An article in The Minnesota Star Tribune by Jeffrey Meitrodt, Sarah Nelson and Deena Winter offers evidence that Homeland Security and the Justice Department are getting in each others’ way with their heavy and ham handedness. The title and subtitle are as follows: “Another wave of departures in Minnesota’s U.S. Attorney’s Office – 14 attorneys have left this year, which prosecutors are calling unprecedented.”
Here are a few paragraphs that highlight the story: “Another eight lawyers have left or announced their intentions to leave the Minnesota U.S. Attorney’s Office, according to multiple people with knowledge of the situation.
The departures add turmoil to an office already reeling from last month’s mass resignation of six veteran prosecutors because of recent directives from the U.S. Department of Justice.

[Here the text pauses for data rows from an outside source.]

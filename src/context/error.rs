use thiserror::Error;

/// An accessor was called with no matching provider above it in the tree.
///
/// Raised even when the context was created with a default value: leaving
/// out the provider is a wiring mistake, not a fallback case.
#[derive(Debug, Clone, PartialEq, Eq, Error)]
#[error("`{context}` accessor must be used within its Provider")]
pub struct MissingProviderError {
    /// Label of the context that was read.
    pub context: String,
}

impl MissingProviderError {
    pub(crate) fn new(context: impl Into<String>) -> Self {
        Self {
            context: context.into(),
        }
    }
}
//! Keyboard Module - Document-level key events.
//!
//! A single key event bus that provider values subscribe to from their
//! effects, the way a browser app listens on `document`. Subscriptions return
//! a cleanup function; hand it to `on_cleanup` so the listener goes away
//! with the provider.
//!
//! Does NOT own stdin (see [`super::input`]).
//!
//! # API
//!
//! - `last_event` - Get last keyboard event (reactive)
//! - `on(handler)` - Subscribe to all keyboard events
//! - `on_key(code, fn)` - Subscribe to one key code
//! - `dispatch(event)` - Deliver an event to subscribers
//!
//! # Example
//!
//! ```ignore
//! use spark_context::{keyboard, on_cleanup};
//!
//! // Inside a context's value function
//! let off = keyboard::on(move |event| {
//!     if event.modifiers.ctrl && event.code() == "KeyT" {
//!         toggle();
//!         return true;
//!     }
//!     false
//! });
//! on_cleanup(off);
//! ```

use std::cell::RefCell;
use std::rc::Rc;

use spark_signals::{signal, Signal};
use tracing::trace;

// =============================================================================
// TYPES
// =============================================================================

/// Keyboard modifier state
#[derive(Clone, Copy, Debug, Default, PartialEq, Eq)]
pub struct Modifiers {
    pub ctrl: bool,
    pub alt: bool,
    pub shift: bool,
    pub meta: bool,
}

impl Modifiers {
    /// Create modifiers with ctrl
    pub fn ctrl() -> Self {
        Self { ctrl: true, ..Self::default() }
    }
}

/// Key event state (press, repeat, release)
#[derive(Clone, Copy, Debug, Default, PartialEq, Eq)]
pub enum KeyState {
    #[default]
    Press,
    Repeat,
    Release,
}

/// Keyboard event
#[derive(Clone, Debug, PartialEq)]
pub struct KeyboardEvent {
    /// The key that was pressed (e.g., "a", "1", " ", "Enter")
    pub key: String,
    /// Modifier keys state
    pub modifiers: Modifiers,
    /// Press/repeat/release state
    pub state: KeyState,
}

impl KeyboardEvent {
    /// Create a simple key press event
    pub fn new(key: impl Into<String>) -> Self {
        Self {
            key: key.into(),
            modifiers: Modifiers::default(),
            state: KeyState::Press,
        }
    }

    /// Create a key press with modifiers
    pub fn with_modifiers(key: impl Into<String>, modifiers: Modifiers) -> Self {
        Self {
            modifiers,
            ..Self::new(key)
        }
    }

    /// Check if this is a press event
    pub fn is_press(&self) -> bool {
        self.state == KeyState::Press
    }

    /// Physical key code in DOM style.
    ///
    /// Letters map to `KeyA`..`KeyZ`, digits to `Digit0`..`Digit9`, and the
    /// space bar to `Space`. Named keys ("Enter", "ArrowUp", "F1") and codes
    /// that are already in this form are returned unchanged.
    pub fn code(&self) -> String {
        let mut chars = self.key.chars();
        match (chars.next(), chars.next()) {
            (Some(c), None) if c.is_ascii_alphabetic() => format!("Key{}", c.to_ascii_uppercase()),
            (Some(c), None) if c.is_ascii_digit() => format!("Digit{c}"),
            (Some(' '), None) => "Space".to_string(),
            _ => self.key.clone(),
        }
    }
}

/// Handler for keyboard events. Return true to consume the event.
pub type KeyHandler = Rc<dyn Fn(&KeyboardEvent) -> bool>;

/// Handler for a specific key code. Return true to consume the event.
pub type KeySpecificHandler = Rc<dyn Fn() -> bool>;

// =============================================================================
// STATE
// =============================================================================

thread_local! {
    static LAST_EVENT: Signal<Option<KeyboardEvent>> = signal(None);
}

/// Get the last keyboard event
pub fn last_event() -> Option<KeyboardEvent> {
    LAST_EVENT.with(|s| s.get())
}

/// Get the last key pressed
pub fn last_key() -> String {
    last_event().map(|e| e.key).unwrap_or_default()
}

// =============================================================================
// HANDLER REGISTRY
// =============================================================================

#[derive(Default)]
struct HandlerRegistry {
    global_handlers: Vec<(usize, KeyHandler)>,
    key_handlers: Vec<(usize, String, KeySpecificHandler)>,
    next_id: usize,
}

impl HandlerRegistry {
    fn next_id(&mut self) -> usize {
        let id = self.next_id;
        self.next_id += 1;
        id
    }
}

thread_local! {
    static REGISTRY: RefCell<HandlerRegistry> = RefCell::new(HandlerRegistry::default());
}

// =============================================================================
// EVENT DISPATCH
// =============================================================================

/// Dispatch a keyboard event to all registered handlers.
/// Returns true if any handler consumed the event.
///
/// Handlers are snapshotted before any runs, so a handler may subscribe or
/// unsubscribe (for example by unmounting a provider) while dispatching.
pub fn dispatch(event: KeyboardEvent) -> bool {
    LAST_EVENT.with(|s| s.set(Some(event.clone())));

    // Only press events reach handlers
    if !event.is_press() {
        return false;
    }

    let code = event.code();
    let (key_handlers, global_handlers): (Vec<KeySpecificHandler>, Vec<KeyHandler>) =
        REGISTRY.with(|reg| {
            let reg = reg.borrow();
            (
                reg.key_handlers
                    .iter()
                    .filter(|(_, handler_code, _)| *handler_code == code)
                    .map(|(_, _, handler)| handler.clone())
                    .collect(),
                reg.global_handlers
                    .iter()
                    .map(|(_, handler)| handler.clone())
                    .collect(),
            )
        });
    trace!(key = %event.key, code = %code, handlers = key_handlers.len() + global_handlers.len(), "dispatching key");

    if key_handlers.iter().any(|handler| handler()) {
        return true;
    }
    global_handlers.iter().any(|handler| handler(&event))
}

// =============================================================================
// PUBLIC API
// =============================================================================

/// Subscribe to all keyboard events.
/// Return true from handler to consume the event.
/// Returns cleanup function.
pub fn on<F>(handler: F) -> impl FnOnce()
where
    F: Fn(&KeyboardEvent) -> bool + 'static,
{
    let id = REGISTRY.with(|reg| {
        let mut reg = reg.borrow_mut();
        let id = reg.next_id();
        reg.global_handlers.push((id, Rc::new(handler)));
        id
    });

    move || {
        REGISTRY.with(|reg| {
            reg.borrow_mut()
                .global_handlers
                .retain(|(handler_id, _)| *handler_id != id);
        });
    }
}

/// Subscribe to one key code (see [`KeyboardEvent::code`]).
/// Return true to consume the event.
/// Returns cleanup function.
pub fn on_key<F>(code: &str, handler: F) -> impl FnOnce()
where
    F: Fn() -> bool + 'static,
{
    let code = code.to_string();
    let id = REGISTRY.with(|reg| {
        let mut reg = reg.borrow_mut();
        let id = reg.next_id();
        reg.key_handlers.push((id, code, Rc::new(handler)));
        id
    });

    move || {
        REGISTRY.with(|reg| {
            reg.borrow_mut()
                .key_handlers
                .retain(|(handler_id, _, _)| *handler_id != id);
        });
    }
}

/// Number of live subscriptions (global and per-key).
pub fn handler_count() -> usize {
    REGISTRY.with(|reg| {
        let reg = reg.borrow();
        reg.global_handlers.len() + reg.key_handlers.len()
    })
}

/// Reset keyboard state (for testing)
pub fn reset_keyboard_state() {
    REGISTRY.with(|reg| *reg.borrow_mut() = HandlerRegistry::default());
    LAST_EVENT.with(|s| s.set(None));
}

// =============================================================================
// TESTS
// =============================================================================
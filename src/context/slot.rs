//! Context Slot - Typed view over the engine's provided-value storage.

use std::fmt;
use std::rc::Rc;

use crate::engine::{get_current_parent_index, lookup_value, provide_value, SlotId};

/// Result of reading a slot at some position in the tree.
///
/// `Unset` is the sentinel for "no provider above this position". It is kept
/// apart from the slot's default so a default can never hide a missing
/// provider.
#[derive(Debug)]
pub enum SlotRead<T> {
    /// No provider publishes this slot on the path to the root.
    Unset,
    /// Value published by the nearest provider.
    Provided(Rc<T>),
}

impl<T> SlotRead<T> {
    /// True when no provider was found.
    pub fn is_unset(&self) -> bool {
        matches!(self, SlotRead::Unset)
    }
}

/// A broadcast channel for values of type `T`, scoped to subtrees.
///
/// One slot is created per context factory call and shared by the provider
/// and accessor built from it.
pub struct ContextSlot<T> {
    id: SlotId,
    name: String,
    default: Option<T>,
}

impl<T: 'static> ContextSlot<T> {
    /// Create a slot with a fresh identity.
    pub fn new(name: impl Into<String>, default: Option<T>) -> Self {
        Self {
            id: SlotId::next(),
            name: name.into(),
            default,
        }
    }

    /// Slot identity.
    pub fn id(&self) -> SlotId {
        self.id
    }

    /// Label used in errors and logs.
    pub fn name(&self) -> &str {
        &self.name
    }

    /// The default the slot was seeded with, if any.
    pub fn default_value(&self) -> Option<&T> {
        self.default.as_ref()
    }

    /// Publish `value` for the subtree rooted at node `index`.
    pub fn provide(&self, index: usize, value: T) {
        provide_value(index, self.id, Rc::new(value));
    }

    /// Read the nearest published value above the current parent.
    pub fn read(&self) -> SlotRead<T> {
        self.read_from(get_current_parent_index())
    }

    /// Read the nearest published value starting at node `index`.
    pub fn read_from(&self, index: Option<usize>) -> SlotRead<T> {
        lookup_value(index, self.id)
            .and_then(|value| value.downcast::<T>().ok())
            .map_or(SlotRead::Unset, SlotRead::Provided)
    }
}

impl<T: Clone + 'static> ContextSlot<T> {
    /// Raw read: the nearest published value, else the default.
    ///
    /// This is what an unguarded consumer would see. Accessors do not use it.
    pub fn get_or_default(&self) -> Option<T> {
        match self.read() {
            SlotRead::Provided(value) => Some((*value).clone()),
            SlotRead::Unset => self.default.clone(),
        }
    }
}

impl<T> fmt::Debug for ContextSlot<T> {
    fn fmt(&self, f: &mut fmt::Formatter<'_>) -> fmt::Result {
        f.debug_struct("ContextSlot")
            .field("id", &self.id)
            .field("name", &self.name)
            .field("has_default", &self.default.is_some())
            .finish()
    }
}
//! Component Primitive - A plain node in the tree.
//!
//! Groups children under one index. It publishes nothing itself; it exists
//! so consumers sit at a real position in the tree, the way a box does in a
//! layout.
//!
//! # Pattern: EffectScope per node
//!
//! Every node renders inside its own EffectScope:
//! 1. Allocate the index under the current parent
//! 2. Register `scope.stop()` as a destroy callback of the node
//! 3. Run rendering logic inside `scope.run()` with the node as parent
//!
//! Effects created while rendering (including `on_scope_dispose` teardown)
//! therefore end when the node is released, whether directly, because an
//! ancestor was released, or because the render itself panicked.

use std::cell::RefCell;
use std::rc::Rc;

use spark_signals::{effect_scope, on_scope_dispose};
use tracing::{debug, trace};

use super::types::{Cleanup, ComponentProps};
use crate::engine::{allocate_node, on_destroy, with_parent_context, NodeRef};

/// A node's effect scope. Taken out and stopped by the node's destroy
/// callback.
struct NodeScope<S>(RefCell<Option<S>>);

impl<S> Drop for NodeScope<S> {
    fn drop(&mut self) {
        // Only reached when the registry's thread-locals are torn down with
        // nodes still mounted. The reactive runtime may already be gone.
        if let Some(scope) = self.0.get_mut().take() {
            std::mem::forget(scope);
        }
    }
}

/// Releases the node if its render unwinds.
struct ReleaseOnUnwind(NodeRef);

impl Drop for ReleaseOnUnwind {
    fn drop(&mut self) {
        if std::thread::panicking() {
            debug!(index = self.0.index(), "render panicked, releasing node");
            self.0.release();
        }
    }
}

/// Allocate a node under the current parent and render it.
///
/// `render` receives the new index and runs with that index as the current
/// parent, inside an effect scope that stops when the node is destroyed.
pub(crate) fn render_node(id: Option<&str>, render: impl FnOnce(usize) + 'static) -> NodeRef {
    let node = allocate_node(id);
    let index = node.index();

    let scope = Rc::new(NodeScope(RefCell::new(Some(effect_scope(false)))));
    let scope_for_destroy = scope.clone();
    on_destroy(index, move || {
        let stopped = scope_for_destroy.0.borrow_mut().take();
        if let Some(stopped) = stopped {
            stopped.stop();
        }
    });

    let _release = ReleaseOnUnwind(node);
    with_parent_context(index, || {
        if let Some(scope) = scope.0.borrow().as_ref() {
            scope.run(move || render(index));
        }
    });

    node
}

/// Run `cleanup` when the current effect scope is disposed.
///
/// Inside a provider's value function or a component's children this is
/// when the node unmounts. Takes a one-shot closure, such as the
/// unsubscribe function returned by [`crate::keyboard::on`].
pub fn on_cleanup(cleanup: impl FnOnce() + 'static) {
    let cleanup = RefCell::new(Some(cleanup));
    on_scope_dispose(move || {
        if let Some(cleanup) = cleanup.take() {
            cleanup();
        }
    });
}

/// Create a grouping component under the current parent.
///
/// Children render synchronously with the new node as their parent.
/// Returns a cleanup function that releases the node and its subtree.
pub fn component(props: ComponentProps) -> Cleanup {
    let children = props.children;
    let node = render_node(props.id.as_deref(), move |_| {
        if let Some(children) = children {
            children();
        }
    });
    trace!(index = node.index(), "component created");

    Box::new(move || {
        node.release();
    })
}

That included the department’s refusal to initiate a civil rights investigation into the killing of Renee Good by Immigration and Customs Enforcement (ICE) agent Jonathan Ross. They have been asked to defend immigration enforcement actions that are growing unpopular with the public.
Former government lawyers said the U.S. Attorney’s Office in Minnesota has never lost 14 attorneys in the span of a single month before. Since 2022, more than 40 assistant U.S. attorneys have quit or retired, bringing total staffing in the criminal division to fewer than 20 attorneys, according to an analysis of the office’s staffing totals by the Minnesota Star Tribune.
In prior years, people familiar with the office’s operations said, there were often at least 50 attorneys working on criminal cases.”
To me, this shows clearly that he-who-shall-not-be-named has put in motion poorly thought out and executed tactics led by not the most competent or trained personnel. No due process, rash and belligerent actions, and masking of identities – what could go wrong? Top that off with yes-people doing the bidding of a person who does not care about the law like he should or promised. With his track record, high turnover has long been a part of the equation.